◆ **Work instruction**: With "Result" as the search word, show every line of the material that has it.

(Supplied information Opens)

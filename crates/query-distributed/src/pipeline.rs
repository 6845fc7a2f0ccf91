//! Pipeline assembly
//!
//! [`create_pipeline`] picks the cross-partition source stage from the query plan and
//! stacks a [`DistinctStage`] on top when the plan asks for DISTINCT. Continuation
//! tokens are routed to the layer that produced them.

use crate::config::CrossPartitionConfig;
use crate::orderby::OrderByCrossPartitionStage;
use crate::parallel::ParallelCrossPartitionStage;
use query_core::{
    CancellationToken, DistinctQueryType, DocumentContainer, OrderByColumn, PartitionKeyRange,
    QueryPage, QueryPipelineStage, QueryPlan, Result, RoutingMapProvider,
};
use query_distinct::DistinctStage;
use serde::{Deserialize, Serialize};
use std::fmt;
use std::sync::Arc;
use uuid::Uuid;

/// Unique identifier for a query execution
#[derive(Debug, Clone, Copy, PartialEq, Eq, Hash, Serialize, Deserialize)]
pub struct QueryId(pub Uuid);

impl QueryId {
    /// Create a new random query ID
    pub fn new() -> Self {
        Self(Uuid::new_v4())
    }
}

impl Default for QueryId {
    fn default() -> Self {
        Self::new()
    }
}

impl fmt::Display for QueryId {
    fn fmt(&self, f: &mut fmt::Formatter<'_>) -> fmt::Result {
        write!(f, "query-{}", &self.0.to_string()[..8])
    }
}

async fn create_source(
    container: Arc<dyn DocumentContainer>,
    routing: Arc<dyn RoutingMapProvider>,
    order_by: Vec<OrderByColumn>,
    ranges: Vec<PartitionKeyRange>,
    continuation: Option<String>,
    config: CrossPartitionConfig,
) -> Result<Box<dyn QueryPipelineStage>> {
    if order_by.is_empty() {
        let stage = ParallelCrossPartitionStage::try_create(
            container,
            routing,
            ranges,
            continuation.as_deref(),
            config,
        )
        .await?;
        return Ok(Box::new(stage));
    }
    let stage = OrderByCrossPartitionStage::try_create(
        container,
        routing,
        order_by,
        ranges,
        continuation.as_deref(),
        config,
    )
    .await?;
    Ok(Box::new(stage))
}

/// Build the stage stack for `plan` over `ranges`, resuming from `continuation`
pub async fn create_pipeline(
    container: Arc<dyn DocumentContainer>,
    routing: Arc<dyn RoutingMapProvider>,
    plan: &QueryPlan,
    ranges: Vec<PartitionKeyRange>,
    continuation: Option<&str>,
    config: CrossPartitionConfig,
) -> Result<Box<dyn QueryPipelineStage>> {
    plan.validate()?;
    let order_by = plan.order_by.clone();

    if plan.distinct == DistinctQueryType::None {
        return create_source(
            container,
            routing,
            order_by,
            ranges,
            continuation.map(str::to_string),
            config,
        )
        .await;
    }

    let flavor = config.distinct_flavor;
    let stage = DistinctStage::try_create(plan.distinct, flavor, continuation, move |token| {
        create_source(container, routing, order_by, ranges, token, config)
    })
    .await?;
    Ok(Box::new(stage))
}

/// A running cross-partition query
pub struct CrossPartitionQuery {
    id: QueryId,
    stage: Box<dyn QueryPipelineStage>,
    config: CrossPartitionConfig,
    pages: usize,
    total_charge: f64,
}

impl CrossPartitionQuery {
    /// Start or resume a query
    pub async fn create(
        container: Arc<dyn DocumentContainer>,
        routing: Arc<dyn RoutingMapProvider>,
        plan: &QueryPlan,
        ranges: Vec<PartitionKeyRange>,
        continuation: Option<&str>,
        config: CrossPartitionConfig,
    ) -> Result<Self> {
        let id = QueryId::new();
        let stage = create_pipeline(
            container,
            routing,
            plan,
            ranges,
            continuation,
            config.clone(),
        )
        .await?;
        tracing::info!(
            "Query {} created (order by {} columns, distinct {:?}, resumed: {})",
            id,
            plan.order_by.len(),
            plan.distinct,
            continuation.is_some()
        );
        Ok(Self {
            id,
            stage,
            config,
            pages: 0,
            total_charge: 0.0,
        })
    }

    pub fn id(&self) -> QueryId {
        self.id
    }

    /// Drain the next page of at most `max_item_count` documents
    pub async fn next_page(&mut self, cancellation: &CancellationToken) -> Result<QueryPage> {
        let page = self
            .stage
            .drain(self.config.max_item_count, cancellation)
            .await?;
        self.pages += 1;
        self.total_charge += page.request_charge;
        tracing::debug!(
            "Query {} page {}: {} documents (charge {:.2})",
            self.id,
            self.pages,
            page.len(),
            page.request_charge
        );
        if self.stage.is_done() {
            tracing::info!(
                "Query {} completed after {} pages (total charge {:.2})",
                self.id,
                self.pages,
                self.total_charge
            );
        }
        Ok(page)
    }

    pub fn continuation_token(&self) -> Result<Option<String>> {
        self.stage.continuation_token()
    }

    pub fn is_done(&self) -> bool {
        self.stage.is_done()
    }

    pub fn total_charge(&self) -> f64 {
        self.total_charge
    }
}

#[cfg(test)]
mod tests {
    use super::*;
    use query_core::{QueryError, Value};
    use query_distinct::DistinctFlavor;
    use query_storage::InMemoryContainer;
    use serde_json::json;

    fn container(order_by: Vec<OrderByColumn>) -> Arc<InMemoryContainer> {
        let container = InMemoryContainer::with_partitions(3).with_order_by(order_by);
        for (epk, k) in [("10", 1), ("11", 2), ("60", 2), ("61", 3), ("B0", 1), ("B1", 3)] {
            container.insert(epk, Value::from(json!(k)));
        }
        Arc::new(container)
    }

    async fn start_query(
        container: &Arc<InMemoryContainer>,
        plan: &QueryPlan,
        continuation: Option<&str>,
        config: CrossPartitionConfig,
    ) -> Result<CrossPartitionQuery> {
        CrossPartitionQuery::create(
            container.clone(),
            container.clone(),
            plan,
            container.ranges(),
            continuation,
            config,
        )
        .await
    }

    #[tokio::test]
    async fn test_ordered_distinct_resumes_page_by_page() {
        let order_by = vec![OrderByColumn::asc("c")];
        let container = container(order_by.clone());
        let plan = QueryPlan::order_by(order_by).with_distinct(DistinctQueryType::Ordered);
        let config = CrossPartitionConfig::new().with_page_size(1).with_max_item_count(2);
        let cancel = CancellationToken::new();

        let mut token: Option<String> = None;
        let mut values = Vec::new();
        loop {
            let mut query = start_query(&container, &plan, token.as_deref(), config.clone())
                .await
                .unwrap();
            let page = query.next_page(&cancel).await.unwrap();
            values.extend(page.documents.iter().filter_map(Value::as_i64));
            match page.continuation {
                Some(next) => token = Some(next),
                None => break,
            }
        }
        assert_eq!(values, vec![1, 2, 3]);
    }

    #[tokio::test]
    async fn test_unordered_distinct_over_parallel_source() {
        let container = container(Vec::new());
        let plan = QueryPlan::parallel().with_distinct(DistinctQueryType::Unordered);
        let cancel = CancellationToken::new();

        let mut query = start_query(&container, &plan, None, CrossPartitionConfig::new())
            .await
            .unwrap();
        let mut values = Vec::new();
        while !query.is_done() {
            let page = query.next_page(&cancel).await.unwrap();
            assert!(matches!(
                page.continuation_token(),
                Err(QueryError::ContinuationNotSupported(_))
            ));
            values.extend(page.documents.iter().filter_map(Value::as_i64));
        }
        values.sort();
        assert_eq!(values, vec![1, 2, 3]);
        assert!(query.total_charge() > 0.0);
    }

    #[tokio::test]
    async fn test_compute_flavor_resumes_unordered_distinct() {
        let container = container(Vec::new());
        let plan = QueryPlan::parallel().with_distinct(DistinctQueryType::Unordered);
        let config = CrossPartitionConfig::new().with_distinct_flavor(DistinctFlavor::Compute);
        let cancel = CancellationToken::new();

        let mut first = start_query(&container, &plan, None, config.clone()).await.unwrap();
        let page = first.next_page(&cancel).await.unwrap();
        let mut values: Vec<i64> = page.documents.iter().filter_map(Value::as_i64).collect();
        let token = page.continuation.unwrap();

        let mut resumed = start_query(&container, &plan, Some(&token), config).await.unwrap();
        while !resumed.is_done() {
            let page = resumed.next_page(&cancel).await.unwrap();
            values.extend(page.documents.iter().filter_map(Value::as_i64));
        }
        values.sort();
        assert_eq!(values, vec![1, 2, 3]);
    }

    #[tokio::test]
    async fn test_ordered_distinct_without_order_by_is_rejected() {
        let container = container(Vec::new());
        let plan = QueryPlan::parallel().with_distinct(DistinctQueryType::Ordered);
        let err = start_query(&container, &plan, None, CrossPartitionConfig::new())
            .await
            .err()
            .unwrap();
        assert!(matches!(err, QueryError::InvalidPlan(_)));
    }
}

(Supplied information Closes)

◆ **Expected output**:
    QueryPage, QueryPipelineStage, QueryPlan, Result, RoutingMapProvider,
    fn fmt(&self, f: &mut fmt::Formatter<'_>) -> fmt::Result {
) -> Result<Box<dyn QueryPipelineStage>> {
) -> Result<Box<dyn QueryPipelineStage>> {
    ) -> Result<Self> {
    pub async fn next_page(&mut self, cancellation: &CancellationToken) -> Result<QueryPage> {
    pub fn continuation_token(&self) -> Result<Option<String>> {
    ) -> Result<CrossPartitionQuery> {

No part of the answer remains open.